### Action item
Below are records; count the lines that contain "OrderId" and state only that count.

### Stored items
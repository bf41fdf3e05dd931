//! Order lifecycle - validate, reserve, match, settle, notify
//!
//! Entry point for every order-related command. A buy order reserves
//! points in escrow at the worst-case price before it may touch the book;
//! a sell order locks shares in the holdings book. The matching kernel
//! (engine + book) sits behind one mutex: lifecycle entry points are the
//! funnel through which every shard worker reaches it, and no await ever
//! happens while it is held.
//!
//! Settlement per fill: consume the buyer's escrow, credit the seller,
//! move shares, journal everything. When an order terminates, its
//! reservation is finalized - escrow completed (with refund of price
//! headroom and unfilled quantity) or residual shares unlocked.

use crate::config::MarketConfig;
use crate::core_types::{EscrowId, OrderId, Points, Price, Qty, UserId, notional, now_ms};
use crate::engine::{Fill, MarketStats, MatchingEngine};
use crate::errors::CoreError;
use crate::escrow::{EscrowKind, EscrowManager};
use crate::events::{EventBus, Topic};
use crate::holdings::HoldingsBook;
use crate::ipo::IpoService;
use crate::journal::EntryKind;
use crate::clock::MarketClock;
use crate::ledger::Ledger;
use crate::models::{CancelReason, Order, OrderStatus, OrderType, Side, Trade};
use crate::orderbook::DepthSnapshot;
use dashmap::DashMap;
use serde::Serialize;
use serde_json::json;
use std::sync::atomic::{AtomicU64, Ordering};
use std::sync::{Arc, Mutex, MutexGuard, RwLock};

// ============================================================
// ACKS
// ============================================================

/// Result of placing an order.
#[derive(Debug, Clone, Serialize)]
pub struct OrderAck {
    pub order_id: OrderId,
    pub immediate_fills: Vec<Trade>,
    pub residual_status: OrderStatus,
}

/// Result of cancelling an order.
#[derive(Debug, Clone, Serialize)]
pub struct CancelAck {
    pub order_id: OrderId,
    pub qty_unfilled: Qty,
}

/// What an order holds while live: a point escrow for buys. Sell orders
/// lock shares instead; the locked residual always equals the order's
/// remaining quantity, so no extra state is needed.
#[derive(Debug, Clone)]
struct Reservation {
    escrow_id: Option<EscrowId>,
}

type PendingEvent = (Topic, Option<UserId>, serde_json::Value);

// ============================================================
// LIFECYCLE SERVICE
// ============================================================

pub struct OrderLifecycle {
    ledger: Arc<Ledger>,
    escrows: Arc<EscrowManager>,
    holdings: Arc<HoldingsBook>,
    ipo: Arc<IpoService>,
    clock: Arc<MarketClock>,
    bus: Arc<EventBus>,
    market_cfg: Arc<RwLock<MarketConfig>>,
    engine: Mutex<MatchingEngine>,
    orders: DashMap<OrderId, Order>,
    reservations: DashMap<OrderId, Reservation>,
    order_seq: AtomicU64,
    /// Last market state this service applied transitions for.
    market_open_state: Mutex<bool>,
}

### Solution to this exercise
5